Syamsul Anwar juga menyoroti contoh lain yang lebih umum di kalangan umat Islam, yakni pengecualian kewajiban puasa bagi musafir di bulan Ramadan. Meskipun ada dalil yang memperkuat dispensasi ini, contoh tersebut menggambarkan prinsip istihsan sebagai pengecualian yang mengedepankan maslahat.
Namun, posisi istihsan dalam kajian hukum Islam terus menjadi topik diskusi. Ada dua pandangan utama terkait istihsan. Satu pandangan menyebut istihsan sebagai metode penalaran dalam hukum Islam, karena penggunaannya melibatkan ijtihad dan pertimbangan rasional. Di sisi lain, beberapa ulama menempatkan istihsan sebagai sumber hukum, mengingat peranannya yang menghasilkan keputusan hukum baru.
Majelis Tarjih dan Tajdid Muhammadiyah sendiri cenderung memposisikan istihsan sebagai sumber hukum Islam. Hal ini didasarkan pada doktrin usul fikih yang menyatakan bahwa sesuatu yang dipandang baik oleh masyarakat Muslim dapat dijadikan sumber ajaran agama.
“Nilai baik dari sesuatu dalam pandangan masyarakat, menurut doktrin usul fikih, dapat menjadi sumber ajaran agama,” ungkap Syamsul Anwar, Guru Besar Hukum Islam dari Universitas Islam Negeri Sunan Kalijaga, dalam salah satu pengajian Tarjih Muhammadiyah pada Rabu (16/10).
Sebagai penguat argumennya, Syamsul Anwar juga mengutip salah satu hadis mauquf: “Dari Abdullah ia berkata: apa yang dipandang baik oleh orang-orang Muslim adalah baik di sisi Allah, dan apa yang dipandang buruk oleh orang-orang Muslim adalah buruk di sisi Allah.” (HR. Ahmad dan Thabrani). Hadis ini sering dijadikan landasan bahwa kemaslahatan atau nilai kebaikan yang diterima secara umum oleh umat Muslim, bisa menjadi dasar hukum dalam agama.

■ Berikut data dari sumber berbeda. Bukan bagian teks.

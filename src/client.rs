use crate::config::Config;
use crate::models::{ChatError, ChatMessage, ChatRequest, ChatResponse, Role, Temperature, Turn};
use crate::transport::{ReqwestTransport, Transport};
use log::{debug, warn};

/// Chat-completion client. Every outcome, good or bad, comes back as the
/// text to show in place of the assistant's reply.
pub struct ChatClient<T = ReqwestTransport> {
    transport: T,
    config: Config,
}

impl ChatClient<ReqwestTransport> {
    pub fn new(config: Config) -> Self {
        Self::with_transport(config, ReqwestTransport::new())
    }
}

impl<T: Transport> ChatClient<T> {
    pub fn with_transport(config: Config, transport: T) -> Self {
        Self { transport, config }
    }

    pub fn config(&self) -> &Config {
        &self.config
    }

    pub fn transport(&self) -> &T {
        &self.transport
    }

    /// System prompt first, then every turn in order, reduced to role and
    /// content.
    pub fn build_request(&self, turns: &[Turn], temperature: Temperature) -> ChatRequest {
        let mut messages = Vec::with_capacity(turns.len() + 1);
        messages.push(ChatMessage {
            role: Role::System,
            content: self.config.system_prompt.clone(),
        });
        messages.extend(turns.iter().map(Turn::to_message));

        ChatRequest {
            model: self.config.model.clone(),
            messages,
            temperature,
        }
    }

    pub async fn send(&self, turns: &[Turn], temperature: Temperature) -> String {
        match self.try_send(turns, temperature).await {
            Ok(reply) => reply,
            Err(err) => {
                warn!("Chat request failed: {:?}", err);
                err.to_string()
            }
        }
    }

    pub async fn try_send(
        &self,
        turns: &[Turn],
        temperature: Temperature,
    ) -> Result<String, ChatError> {
        let api_key = self
            .config
            .api_key
            .as_ref()
            .ok_or(ChatError::MissingCredential)?;

        let request = self.build_request(turns, temperature);
        debug!(
            "POST {} with {} messages at temperature {}",
            self.config.endpoint,
            request.messages.len(),
            temperature
        );

        let response = self
            .transport
            .post(
                &self.config.endpoint,
                api_key.expose(),
                &request,
                self.config.timeout,
            )
            .await?;
        debug!("Chat endpoint answered with status {}", response.status);

        if let Some(err) = ChatError::from_status(response.status, &response.body) {
            return Err(err);
        }
        parse_reply(&response.body)
    }
}

fn parse_reply(body: &str) -> Result<String, ChatError> {
    let response: ChatResponse = serde_json::from_str(body).map_err(ChatError::unexpected)?;
    response
        .choices
        .into_iter()
        .next()
        .map(|choice| choice.message.content)
        .ok_or_else(|| ChatError::unexpected("response contained no choices"))
}

#[cfg(test)]
mod tests {
    use super::*;
    use crate::transport::{HttpResponse, TransportError};
    use async_trait::async_trait;
    use std::sync::atomic::{AtomicUsize, Ordering};
    use std::time::Duration;

    enum Canned {
        Status(u16, &'static str),
        Body(u16, String),
        Timeout,
        Refused,
        Broken,
    }

    struct CannedTransport {
        canned: Canned,
        calls: AtomicUsize,
    }

    impl CannedTransport {
        fn new(canned: Canned) -> Self {
            Self {
                canned,
                calls: AtomicUsize::new(0),
            }
        }
    }

    #[async_trait]
    impl Transport for CannedTransport {
        async fn post(
            &self,
            _url: &str,
            _api_key: &str,
            _request: &ChatRequest,
            _timeout: Duration,
        ) -> Result<HttpResponse, TransportError> {
            self.calls.fetch_add(1, Ordering::SeqCst);
            match &self.canned {
                Canned::Status(status, body) => Ok(HttpResponse::new(*status, *body)),
                Canned::Body(status, body) => Ok(HttpResponse::new(*status, body.clone())),
                Canned::Timeout => Err(TransportError::Timeout),
                Canned::Refused => Err(TransportError::Connect("connection refused".into())),
                Canned::Broken => Err(TransportError::Other("y".repeat(500))),
            }
        }
    }

    fn client(canned: Canned) -> ChatClient<CannedTransport> {
        ChatClient::with_transport(
            Config::default().with_api_key("gsk_test_key_123"),
            CannedTransport::new(canned),
        )
    }

    async fn reply(canned: Canned) -> String {
        client(canned)
            .send(&[Turn::user("Explain recursion")], Temperature::DEFAULT)
            .await
    }

    #[tokio::test]
    async fn success_returns_content_verbatim() {
        let body = r#"{"choices":[{"message":{"role":"assistant","content":"Recursion is..."}}]}"#;
        assert_eq!(reply(Canned::Status(200, body)).await, "Recursion is...");
    }

    #[tokio::test]
    async fn missing_credential_short_circuits() {
        let client = ChatClient::with_transport(
            Config::default(),
            CannedTransport::new(Canned::Status(200, "{}")),
        );
        let text = client.send(&[Turn::user("hi")], Temperature::DEFAULT).await;
        assert_eq!(
            text,
            "⚠️ API key not configured. Please set the GROQ_API_KEY environment variable."
        );
        assert_eq!(client.transport().calls.load(Ordering::SeqCst), 0);
    }

    #[tokio::test]
    async fn status_codes_map_to_fixed_messages() {
        assert_eq!(
            reply(Canned::Status(401, "nope")).await,
            "🔑 Authentication failed. Please check your GROQ_API_KEY."
        );
        assert_eq!(
            reply(Canned::Status(429, "slow down")).await,
            "⏳ Rate limit exceeded. Please wait a moment and try again."
        );
        assert_eq!(
            reply(Canned::Status(503, "")).await,
            "🔧 Server error. The GROQ service might be temporarily unavailable."
        );
        assert_eq!(
            reply(Canned::Status(400, r#"{"error":"bad model"}"#)).await,
            r#"❌ API Error (400): {"error":"bad model"}"#
        );
    }

    #[tokio::test]
    async fn transport_failures_map_to_fixed_messages() {
        assert_eq!(
            reply(Canned::Timeout).await,
            "⏱️ Request timed out. Please try again."
        );
        assert_eq!(
            reply(Canned::Refused).await,
            "🌐 Connection error. Please check your internet connection."
        );
        assert_eq!(
            reply(Canned::Broken).await,
            format!("❌ Unexpected error: {}", "y".repeat(200))
        );
    }

    #[tokio::test]
    async fn malformed_success_body_is_unexpected() {
        let text = reply(Canned::Status(200, "not json")).await;
        assert!(text.starts_with("❌ Unexpected error: "));

        let text = reply(Canned::Status(200, r#"{"choices":[]}"#)).await;
        assert_eq!(text, "❌ Unexpected error: response contained no choices");
    }

    #[tokio::test]
    async fn null_content_is_unexpected() {
        let body = r#"{"choices":[{"message":{"role":"assistant","content":null,"tool_calls":[]}}]}"#;
        let text = reply(Canned::Status(200, body)).await;
        assert!(text.starts_with("❌ Unexpected error: "));
        assert!(text.contains("null"));
    }

    #[tokio::test]
    async fn multibyte_error_body_is_cut_at_200_chars() {
        let text = reply(Canned::Body(418, "é".repeat(250))).await;
        assert_eq!(text, format!("❌ API Error (418): {}", "é".repeat(200)));
    }

    #[test]
    fn request_starts_with_single_system_message() {
        let client = client(Canned::Timeout);
        let turns = vec![
            Turn::user("What is a pointer?"),
            Turn::assistant("A pointer holds an address."),
            Turn::user("And a reference?"),
        ];
        let request = client.build_request(&turns, Temperature::new(0.4).unwrap());

        assert_eq!(request.model, "llama-3.1-8b-instant");
        assert_eq!(request.messages.len(), 4);
        assert_eq!(request.messages[0].role, Role::System);
        assert_eq!(request.messages[0].content, crate::config::SYSTEM_PROMPT);
        assert!(request.messages[1..].iter().all(|m| m.role != Role::System));
        assert_eq!(request.messages[3].content, "And a reference?");
    }
}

Dengan demikian, Majelis Tarjih Muhammadiyah memberikan pandangan bahwa istihsan, yang sering menjadi perdebatan apakah sebagai sumber atau metode hukum, dalam konteks Muhammadiyah jelas diposisikan sebagai salah satu sumber hukum yang sah. Pandangan ini mengakui pentingnya maslahat dan kesejahteraan umat dalam menilai kebaikan dalam hukum Islam.